Inside Llewyn Davis is a peculiar, prickly film whose title character is an unrepentant and bitter asshole. Llewyn Davis (Oscar Isaac) is a struggling folk singer couch-surfing in barely pre-Dylan Greenwich Village, in 1961. He’s having a hard time finding management, places to stay, and money to survive. Davis had a partner—they even made a record together (If We Had Wings). The plot doesn’t plow forward evenly through three acts, it does donuts and arrives right back where it began: with Davis getting clocked and kicked in the gut by a man in a hat in an alley outside the Gaslight for no apparent reason.

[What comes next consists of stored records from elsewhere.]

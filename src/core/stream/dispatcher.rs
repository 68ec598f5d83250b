use serde_json::{Map, Value};
use tracing::{debug, warn};

use super::decoder::WireEvent;
use crate::core::progress::DetailKind;
use crate::core::transcript::Transcript;
use crate::core::turn::TurnState;

pub const GENERIC_STREAM_ERROR: &str = "The server reported an error while generating a reply.";

/// Event names after lower-casing.
#[derive(Debug, Clone, Copy, PartialEq, Eq)]
pub enum EventKind {
    Error,
    Detail(DetailKind),
    /// Deprecated `tools` snapshot event; accepted and ignored.
    LegacyTools,
    Done,
    /// `message` and any name not listed above.
    Text,
}

impl EventKind {
    pub fn classify(name: &str) -> Self {
        match name.to_lowercase().as_str() {
            "error" => EventKind::Error,
            "status" => EventKind::Detail(DetailKind::Status),
            "tool_start" => EventKind::Detail(DetailKind::ToolStart),
            "tool_result" => EventKind::Detail(DetailKind::ToolResult),
            "reasoning" => EventKind::Detail(DetailKind::Reasoning),
            "tools" => EventKind::LegacyTools,
            "done" => EventKind::Done,
            _ => EventKind::Text,
        }
    }
}

#[derive(Debug, Clone, PartialEq, Eq)]
pub enum DispatchOutcome {
    /// Keep reading.
    Continue,
    /// `done` was handled; stop reading.
    Done,
    /// The server sent an `error` event; stop reading.
    Failed(String),
    /// The stream already terminated; the event was dropped.
    Ignored,
}

/// Applies decoded events to a turn, strictly in arrival order.
#[derive(Debug, Default)]
pub struct StreamDispatcher {
    terminated: bool,
}

impl StreamDispatcher {
    pub fn new() -> Self {
        Self::default()
    }

    pub fn dispatch(
        &mut self,
        event: WireEvent,
        turn: &mut TurnState,
        transcript: &mut Transcript,
    ) -> DispatchOutcome {
        if self.terminated {
            warn!(event = %event.name, "dropping event received after the stream terminated");
            return DispatchOutcome::Ignored;
        }

        match EventKind::classify(&event.name) {
            EventKind::Error => {
                self.terminated = true;
                let message = event.data.trim();
                if message.is_empty() {
                    DispatchOutcome::Failed(GENERIC_STREAM_ERROR.to_string())
                } else {
                    DispatchOutcome::Failed(message.to_string())
                }
            }
            EventKind::Detail(kind) => {
                match parse_detail_payload(&event.data) {
                    Ok(payload) => turn.progress.add_entry(kind, payload),
                    Err(err) => {
                        warn!(event = kind.as_str(), error = %err, "dropping malformed structured event");
                    }
                }
                DispatchOutcome::Continue
            }
            EventKind::LegacyTools => {
                debug!("ignoring legacy tools event");
                DispatchOutcome::Continue
            }
            EventKind::Done => {
                self.terminated = true;
                turn.adopt_chat_id(&event.data);
                turn.complete(transcript);
                DispatchOutcome::Done
            }
            EventKind::Text => {
                if !event.data.is_empty() {
                    turn.message.append(&event.data);
                }
                DispatchOutcome::Continue
            }
        }
    }
}

fn parse_detail_payload(data: &str) -> Result<Value, serde_json::Error> {
    if data.trim().is_empty() {
        return Ok(Value::Object(Map::new()));
    }
    serde_json::from_str(data)
}

#[cfg(test)]
mod tests {
    use super::*;
    use crate::core::progress::{ProgressPanel, ProgressStatus};
    use crate::ui::renderer::{Renderer, RendererKind};
    use serde_json::json;

    fn turn() -> TurnState {
        TurnState::new(
            Some("local-placeholder".into()),
            Renderer::from_kind(RendererKind::Fallback),
            ProgressPanel::new(true),
        )
    }

    #[test]
    fn classification_is_case_insensitive() {
        assert_eq!(EventKind::classify("DONE"), EventKind::Done);
        assert_eq!(
            EventKind::classify("Tool_Start"),
            EventKind::Detail(DetailKind::ToolStart)
        );
        assert_eq!(EventKind::classify("message"), EventKind::Text);
        assert_eq!(EventKind::classify("delta"), EventKind::Text);
    }

    #[test]
    fn text_events_accumulate_without_touching_the_transcript() {
        let mut dispatcher = StreamDispatcher::new();
        let mut turn = turn();
        let mut transcript = Transcript::new();

        for chunk in ["Here ", "are ", "results."] {
            let outcome = dispatcher.dispatch(WireEvent::message(chunk), &mut turn, &mut transcript);
            assert_eq!(outcome, DispatchOutcome::Continue);
        }
        dispatcher.dispatch(WireEvent::new("custom", "!"), &mut turn, &mut transcript);
        dispatcher.dispatch(WireEvent::new("custom", ""), &mut turn, &mut transcript);

        assert_eq!(turn.message.text(), "Here are results.!");
        assert!(transcript.is_empty());
        assert!(turn.progress.snapshot().entries.is_empty());
    }

    #[test]
    fn structured_events_become_detail_entries() {
        let mut dispatcher = StreamDispatcher::new();
        let mut turn = turn();
        let mut transcript = Transcript::new();

        dispatcher.dispatch(
            WireEvent::new("tool_start", r#"{"name":"search","arguments":{"q":"x"}}"#),
            &mut turn,
            &mut transcript,
        );
        dispatcher.dispatch(WireEvent::new("status", ""), &mut turn, &mut transcript);
        dispatcher.dispatch(WireEvent::new("reasoning", "{not json"), &mut turn, &mut transcript);
        dispatcher.dispatch(WireEvent::new("tools", "[]"), &mut turn, &mut transcript);

        let entries = turn.progress.snapshot().entries;
        assert_eq!(entries.len(), 2);
        assert_eq!(entries[0].kind, DetailKind::ToolStart);
        assert_eq!(entries[0].payload["name"], json!("search"));
        assert_eq!(entries[1].kind, DetailKind::Status);
        assert_eq!(entries[1].payload, json!({}));
        assert!(turn.message.is_empty());
    }

    #[test]
    fn detail_entries_precede_rendered_text() {
        let mut dispatcher = StreamDispatcher::new();
        let mut turn = turn();
        let mut transcript = Transcript::new();
        let events = [
            WireEvent::new("tool_start", r#"{"name":"search"}"#),
            WireEvent::new("tool_result", r#"{"name":"search","output":"3 hits"}"#),
            WireEvent::message("Here "),
            WireEvent::message("are the results."),
            WireEvent::new("done", "chat-42"),
        ];

        let mut trace = Vec::new();
        for event in events {
            dispatcher.dispatch(event, &mut turn, &mut transcript);
            trace.push((
                turn.progress.snapshot().entries.len(),
                turn.message.rendered().to_string(),
            ));
        }

        assert_eq!(trace[1], (2, String::new()));
        assert_eq!(trace[2], (2, "Here ".to_string()));
        assert_eq!(transcript.last().map(|b| b.text.as_str()), Some("Here are the results."));
        assert_eq!(turn.chat_id.as_deref(), Some("chat-42"));
    }

    #[test]
    fn error_event_terminates_with_message_or_default() {
        let mut dispatcher = StreamDispatcher::new();
        let mut turn = turn();
        let mut transcript = Transcript::new();
        assert_eq!(
            dispatcher.dispatch(WireEvent::new("error", "rate limited"), &mut turn, &mut transcript),
            DispatchOutcome::Failed("rate limited".into())
        );
        assert_eq!(
            dispatcher.dispatch(WireEvent::message("late"), &mut turn, &mut transcript),
            DispatchOutcome::Ignored
        );
        assert!(turn.message.is_empty());

        let mut dispatcher = StreamDispatcher::new();
        assert_eq!(
            dispatcher.dispatch(WireEvent::new("ERROR", "  "), &mut turn, &mut transcript),
            DispatchOutcome::Failed(GENERIC_STREAM_ERROR.into())
        );
    }

    #[test]
    fn done_sets_chat_id_attaches_and_stops_dispatch() {
        let mut dispatcher = StreamDispatcher::new();
        let mut turn = turn();
        let mut transcript = Transcript::new();

        dispatcher.dispatch(WireEvent::message("final answer"), &mut turn, &mut transcript);
        let outcome = dispatcher.dispatch(WireEvent::new("done", "abc123"), &mut turn, &mut transcript);
        assert_eq!(outcome, DispatchOutcome::Done);
        assert_eq!(turn.chat_id.as_deref(), Some("abc123"));
        assert!(turn.is_completed());
        assert_eq!(turn.progress.snapshot().status, ProgressStatus::Completed);
        assert_eq!(transcript.len(), 1);
        assert_eq!(transcript.last().map(|b| b.text.as_str()), Some("final answer"));

        let after = dispatcher.dispatch(WireEvent::message(" extra"), &mut turn, &mut transcript);
        assert_eq!(after, DispatchOutcome::Ignored);
        assert_eq!(turn.message.text(), "final answer");
    }

    #[test]
    fn done_without_data_keeps_existing_chat_id() {
        let mut dispatcher = StreamDispatcher::new();
        let mut turn = turn();
        let mut transcript = Transcript::new();
        dispatcher.dispatch(WireEvent::new("done", ""), &mut turn, &mut transcript);
        assert_eq!(turn.chat_id.as_deref(), Some("local-placeholder"));
    }
}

He deserves it: Davis is angry, frustrated, and disappointed, but he’s his own worst enemy. He berates and flays the few people who still care about him, becoming enraged when the woman feeding him dinner has the audacity to fill in on a harmony. Davis is too preoccupied with the grim reality of his “career” to pay any mind to the women he’s impregnated. Despite being destitute, he refuses to trim his beard to a goatee and play sideman when given the chance—and in a stroke of bad luck/timing, he turns down royalties for quick cash on a record that ends up being a hit (the joyous earworm “Please Mr. Kennedy,” easily the best song in the movie).

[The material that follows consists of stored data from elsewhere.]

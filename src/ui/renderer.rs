//! Markdown rendering for assistant bubbles.
//!
//! The renderer is picked once from configuration. [`Renderer::Rich`] runs
//! pulldown-cmark with raw HTML neutralised; [`Renderer::Fallback`] uses the
//! restricted converter in [`super::fallback_markdown`].

use pulldown_cmark::{html, CowStr, Event, Options, Parser, Tag};
use serde::{Deserialize, Serialize};

use super::fallback_markdown;

#[derive(Debug, Clone, Copy, PartialEq, Eq, Default, Serialize, Deserialize)]
#[serde(rename_all = "lowercase")]
pub enum RendererKind {
    #[default]
    Rich,
    Fallback,
}

impl RendererKind {
    pub fn as_str(self) -> &'static str {
        match self {
            RendererKind::Rich => "rich",
            RendererKind::Fallback => "fallback",
        }
    }

    pub fn parse(value: &str) -> Option<Self> {
        match value.trim().to_ascii_lowercase().as_str() {
            "rich" | "markdown" => Some(RendererKind::Rich),
            "fallback" | "basic" => Some(RendererKind::Fallback),
            _ => None,
        }
    }
}

/// Sanitising CommonMark renderer.
#[derive(Debug, Clone, Copy, Default)]
pub struct RichRenderer;

impl RichRenderer {
    pub fn render(&self, text: &str) -> String {
        let mut options = Options::empty();
        options.insert(Options::ENABLE_TABLES);
        options.insert(Options::ENABLE_STRIKETHROUGH);
        options.insert(Options::ENABLE_TASKLISTS);

        let events = Parser::new_ext(text, options).map(sanitize_event);
        let mut out = String::with_capacity(text.len() + text.len() / 2);
        html::push_html(&mut out, events);
        out
    }
}

/// Restricted built-in renderer.
#[derive(Debug, Clone, Copy, Default)]
pub struct FallbackRenderer;

impl FallbackRenderer {
    pub fn render(&self, text: &str) -> String {
        fallback_markdown::render(text)
    }
}

#[derive(Debug, Clone, Copy)]
pub enum Renderer {
    Rich(RichRenderer),
    Fallback(FallbackRenderer),
}

impl Renderer {
    pub fn from_kind(kind: RendererKind) -> Self {
        match kind {
            RendererKind::Rich => Renderer::Rich(RichRenderer),
            RendererKind::Fallback => Renderer::Fallback(FallbackRenderer),
        }
    }

    pub fn kind(&self) -> RendererKind {
        match self {
            Renderer::Rich(_) => RendererKind::Rich,
            Renderer::Fallback(_) => RendererKind::Fallback,
        }
    }

    pub fn render(&self, text: &str) -> String {
        match self {
            Renderer::Rich(renderer) => renderer.render(text),
            Renderer::Fallback(renderer) => renderer.render(text),
        }
    }
}

impl Default for Renderer {
    fn default() -> Self {
        Renderer::from_kind(RendererKind::default())
    }
}

/// Escape `&`, `<`, and `>`.
pub fn escape_html(text: &str) -> String {
    let mut out = String::with_capacity(text.len());
    for c in text.chars() {
        match c {
            '&' => out.push_str("&amp;"),
            '<' => out.push_str("&lt;"),
            '>' => out.push_str("&gt;"),
            other => out.push(other),
        }
    }
    out
}

fn sanitize_event(event: Event<'_>) -> Event<'_> {
    match event {
        Event::Html(raw) | Event::InlineHtml(raw) => Event::Text(raw),
        Event::Start(Tag::Link {
            link_type,
            dest_url,
            title,
            id,
        }) => Event::Start(Tag::Link {
            link_type,
            dest_url: safe_url(dest_url),
            title,
            id,
        }),
        Event::Start(Tag::Image {
            link_type,
            dest_url,
            title,
            id,
        }) => Event::Start(Tag::Image {
            link_type,
            dest_url: safe_url(dest_url),
            title,
            id,
        }),
        other => other,
    }
}

fn safe_url(url: CowStr<'_>) -> CowStr<'_> {
    let scheme = url.trim_start().to_ascii_lowercase();
    if scheme.starts_with("javascript:") || scheme.starts_with("vbscript:") || scheme.starts_with("data:") {
        CowStr::Borrowed("#")
    } else {
        url
    }
}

Don’t think Inside Llewyn Davis will give you much insight into the community of early-60s bohemia or folk music. The Coens’ latest film is as solipsistic as its title character, with total tunnel vision. Everyone but Davis is a shrill caricature, and we see them how he does—the scorned lover; the over-earnest veteran; the over-bearing and supportive professors; the silent, unknowable James Dean clone that drives him to Chicago with a junked-out jazz musician (John Goodman); the annoyingly personable and successful peer (Justin Timberlake). Like a great novel, it feels like occupying another consciousness.

This movie stuck with me and I keep thinking about it—how the title isn’t as much a reference to Dave Van Ronk than to the movie’s narrow and distorted interpretation of reality (any comparisons to the real folk singer are specious—the Coens used him for the great title). Despite the dire state of the industry, and a diminishing stable of studio-supported auteurs, Inside Llewyn Davis made its way out, and it’ll make money, with a budget of seven mil. Yes, there will be another Coen Brothers movie, set in Ancient Rome (!), and it’ll be reliably great. But in a year of ciphers, overblown, empty emotional arcs, and tails clenched firmly ‘tween legs across America, Inside Llewyn Davis stands out as a true piece of art: fussy, hypnotizing, befuddling, and mystifying.